Whenever a line of the listing contains "MomentMerger", it counts; give the total number of such lines and nothing more.

**SOURCE MATERIAL**:
= Beginning of Section =

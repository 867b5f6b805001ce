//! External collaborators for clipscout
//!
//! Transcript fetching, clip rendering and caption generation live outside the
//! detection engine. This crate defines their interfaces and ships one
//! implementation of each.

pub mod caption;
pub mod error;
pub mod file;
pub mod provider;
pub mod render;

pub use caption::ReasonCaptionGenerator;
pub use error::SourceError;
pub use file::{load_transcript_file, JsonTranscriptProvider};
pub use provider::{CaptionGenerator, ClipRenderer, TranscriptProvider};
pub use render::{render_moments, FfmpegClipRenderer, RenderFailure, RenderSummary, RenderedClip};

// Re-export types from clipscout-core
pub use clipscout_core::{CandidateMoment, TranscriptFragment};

= End of Section =
= Beginning of Section =

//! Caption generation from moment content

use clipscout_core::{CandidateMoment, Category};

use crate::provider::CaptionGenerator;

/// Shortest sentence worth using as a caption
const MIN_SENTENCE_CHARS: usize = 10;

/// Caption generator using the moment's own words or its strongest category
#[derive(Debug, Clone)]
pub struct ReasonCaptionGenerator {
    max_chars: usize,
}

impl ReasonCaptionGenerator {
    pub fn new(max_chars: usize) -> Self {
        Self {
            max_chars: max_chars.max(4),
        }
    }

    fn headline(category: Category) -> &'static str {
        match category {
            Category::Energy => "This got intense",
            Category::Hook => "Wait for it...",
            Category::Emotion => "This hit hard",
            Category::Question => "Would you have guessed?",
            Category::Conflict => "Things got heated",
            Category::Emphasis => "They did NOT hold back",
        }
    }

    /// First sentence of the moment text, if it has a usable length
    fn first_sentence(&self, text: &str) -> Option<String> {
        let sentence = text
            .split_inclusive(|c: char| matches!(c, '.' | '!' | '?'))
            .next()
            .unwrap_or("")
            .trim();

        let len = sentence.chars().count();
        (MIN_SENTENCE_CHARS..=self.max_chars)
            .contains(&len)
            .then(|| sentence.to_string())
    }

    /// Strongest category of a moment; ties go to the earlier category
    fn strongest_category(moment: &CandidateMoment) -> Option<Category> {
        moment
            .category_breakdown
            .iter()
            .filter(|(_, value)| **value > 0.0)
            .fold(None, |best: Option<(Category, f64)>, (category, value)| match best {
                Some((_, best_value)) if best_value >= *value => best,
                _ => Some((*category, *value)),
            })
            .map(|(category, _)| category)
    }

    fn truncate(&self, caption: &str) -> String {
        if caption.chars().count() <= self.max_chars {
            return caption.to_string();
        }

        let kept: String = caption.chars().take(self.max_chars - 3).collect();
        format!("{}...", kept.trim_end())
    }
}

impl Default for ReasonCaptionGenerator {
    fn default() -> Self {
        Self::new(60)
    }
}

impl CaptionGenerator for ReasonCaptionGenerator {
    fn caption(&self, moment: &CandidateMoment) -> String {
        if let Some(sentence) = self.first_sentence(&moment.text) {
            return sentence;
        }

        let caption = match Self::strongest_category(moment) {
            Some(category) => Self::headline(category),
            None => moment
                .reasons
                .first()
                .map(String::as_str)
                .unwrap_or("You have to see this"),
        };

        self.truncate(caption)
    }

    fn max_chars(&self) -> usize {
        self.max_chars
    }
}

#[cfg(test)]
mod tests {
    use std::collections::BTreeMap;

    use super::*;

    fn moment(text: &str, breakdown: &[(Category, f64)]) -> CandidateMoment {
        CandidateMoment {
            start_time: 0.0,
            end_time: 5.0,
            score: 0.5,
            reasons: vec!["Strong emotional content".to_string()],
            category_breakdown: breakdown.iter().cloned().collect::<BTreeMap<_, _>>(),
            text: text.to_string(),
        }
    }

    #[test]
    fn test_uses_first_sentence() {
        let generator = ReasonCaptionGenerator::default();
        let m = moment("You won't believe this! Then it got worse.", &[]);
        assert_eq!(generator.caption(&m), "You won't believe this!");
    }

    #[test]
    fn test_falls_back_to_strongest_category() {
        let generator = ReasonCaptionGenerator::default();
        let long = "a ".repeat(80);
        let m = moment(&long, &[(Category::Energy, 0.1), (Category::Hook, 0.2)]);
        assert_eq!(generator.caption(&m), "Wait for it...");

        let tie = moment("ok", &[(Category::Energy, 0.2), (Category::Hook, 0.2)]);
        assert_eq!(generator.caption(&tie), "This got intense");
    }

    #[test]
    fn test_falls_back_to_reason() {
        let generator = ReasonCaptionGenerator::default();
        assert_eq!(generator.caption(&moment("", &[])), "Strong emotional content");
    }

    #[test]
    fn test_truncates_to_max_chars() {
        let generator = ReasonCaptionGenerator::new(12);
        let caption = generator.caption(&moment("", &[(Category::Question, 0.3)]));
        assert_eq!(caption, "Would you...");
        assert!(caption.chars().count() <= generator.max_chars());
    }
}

= End of Section =
= Beginning of Section =

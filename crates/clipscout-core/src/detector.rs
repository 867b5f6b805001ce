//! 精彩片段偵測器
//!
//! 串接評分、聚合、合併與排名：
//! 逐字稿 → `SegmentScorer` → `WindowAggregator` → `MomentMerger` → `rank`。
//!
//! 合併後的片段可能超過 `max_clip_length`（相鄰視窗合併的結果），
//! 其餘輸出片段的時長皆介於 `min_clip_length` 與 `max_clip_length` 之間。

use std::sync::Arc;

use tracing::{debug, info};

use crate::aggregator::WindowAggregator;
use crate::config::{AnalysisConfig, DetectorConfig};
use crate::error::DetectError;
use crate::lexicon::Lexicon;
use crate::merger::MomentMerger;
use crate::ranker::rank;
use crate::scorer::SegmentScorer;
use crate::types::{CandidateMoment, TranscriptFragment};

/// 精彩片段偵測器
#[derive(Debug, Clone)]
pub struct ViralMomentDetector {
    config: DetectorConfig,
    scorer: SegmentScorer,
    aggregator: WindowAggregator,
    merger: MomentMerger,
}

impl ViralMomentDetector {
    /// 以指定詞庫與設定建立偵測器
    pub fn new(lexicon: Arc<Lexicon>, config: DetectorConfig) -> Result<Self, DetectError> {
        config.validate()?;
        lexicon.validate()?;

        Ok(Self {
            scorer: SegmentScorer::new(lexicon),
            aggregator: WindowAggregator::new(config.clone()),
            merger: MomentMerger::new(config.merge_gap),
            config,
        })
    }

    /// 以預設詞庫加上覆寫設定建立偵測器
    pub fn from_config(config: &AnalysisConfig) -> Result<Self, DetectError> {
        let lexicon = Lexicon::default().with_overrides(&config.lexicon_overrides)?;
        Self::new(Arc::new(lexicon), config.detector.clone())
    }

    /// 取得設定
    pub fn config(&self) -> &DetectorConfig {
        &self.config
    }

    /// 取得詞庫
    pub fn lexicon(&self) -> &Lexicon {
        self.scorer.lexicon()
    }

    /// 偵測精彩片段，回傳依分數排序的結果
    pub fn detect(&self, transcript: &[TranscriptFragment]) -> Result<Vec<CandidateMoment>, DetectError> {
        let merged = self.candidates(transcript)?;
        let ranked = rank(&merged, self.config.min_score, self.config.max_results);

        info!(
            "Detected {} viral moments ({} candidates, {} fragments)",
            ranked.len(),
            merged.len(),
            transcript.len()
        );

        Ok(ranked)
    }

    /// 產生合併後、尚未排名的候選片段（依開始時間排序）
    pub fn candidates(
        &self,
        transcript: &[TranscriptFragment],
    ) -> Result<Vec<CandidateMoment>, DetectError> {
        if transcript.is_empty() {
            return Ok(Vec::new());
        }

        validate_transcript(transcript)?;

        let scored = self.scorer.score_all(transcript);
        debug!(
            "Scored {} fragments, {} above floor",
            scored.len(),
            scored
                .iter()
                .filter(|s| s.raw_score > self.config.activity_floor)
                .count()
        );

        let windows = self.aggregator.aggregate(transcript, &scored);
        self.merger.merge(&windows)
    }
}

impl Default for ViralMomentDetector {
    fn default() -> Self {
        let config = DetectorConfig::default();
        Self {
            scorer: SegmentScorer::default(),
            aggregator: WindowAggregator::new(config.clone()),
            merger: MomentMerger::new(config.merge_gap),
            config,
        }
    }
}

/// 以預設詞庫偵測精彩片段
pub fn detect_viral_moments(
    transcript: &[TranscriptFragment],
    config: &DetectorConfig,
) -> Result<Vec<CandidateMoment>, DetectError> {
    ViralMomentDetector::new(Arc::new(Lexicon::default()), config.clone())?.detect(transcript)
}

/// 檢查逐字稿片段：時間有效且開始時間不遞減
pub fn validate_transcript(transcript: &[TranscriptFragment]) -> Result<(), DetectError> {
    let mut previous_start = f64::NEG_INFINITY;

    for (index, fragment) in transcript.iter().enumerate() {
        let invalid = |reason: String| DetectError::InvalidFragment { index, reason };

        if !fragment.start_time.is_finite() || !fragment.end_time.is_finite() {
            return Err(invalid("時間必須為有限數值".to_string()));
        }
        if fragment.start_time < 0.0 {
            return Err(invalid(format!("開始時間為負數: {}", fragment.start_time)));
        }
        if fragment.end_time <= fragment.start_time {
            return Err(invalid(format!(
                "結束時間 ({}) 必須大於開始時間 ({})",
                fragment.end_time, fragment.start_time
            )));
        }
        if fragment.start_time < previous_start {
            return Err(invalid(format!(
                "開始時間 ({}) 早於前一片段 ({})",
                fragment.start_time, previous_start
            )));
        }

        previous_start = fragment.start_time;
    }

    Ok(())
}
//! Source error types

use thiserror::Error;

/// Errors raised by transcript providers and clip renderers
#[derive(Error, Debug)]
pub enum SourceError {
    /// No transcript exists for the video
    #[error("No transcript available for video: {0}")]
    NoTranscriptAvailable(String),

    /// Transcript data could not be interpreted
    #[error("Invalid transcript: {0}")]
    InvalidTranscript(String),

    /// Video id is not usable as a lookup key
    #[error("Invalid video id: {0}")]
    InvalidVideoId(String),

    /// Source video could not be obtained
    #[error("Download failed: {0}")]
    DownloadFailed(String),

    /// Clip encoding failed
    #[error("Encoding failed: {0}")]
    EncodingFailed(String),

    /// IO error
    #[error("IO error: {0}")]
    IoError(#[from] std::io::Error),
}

= End of Section =

**TASK ANSWER**: 5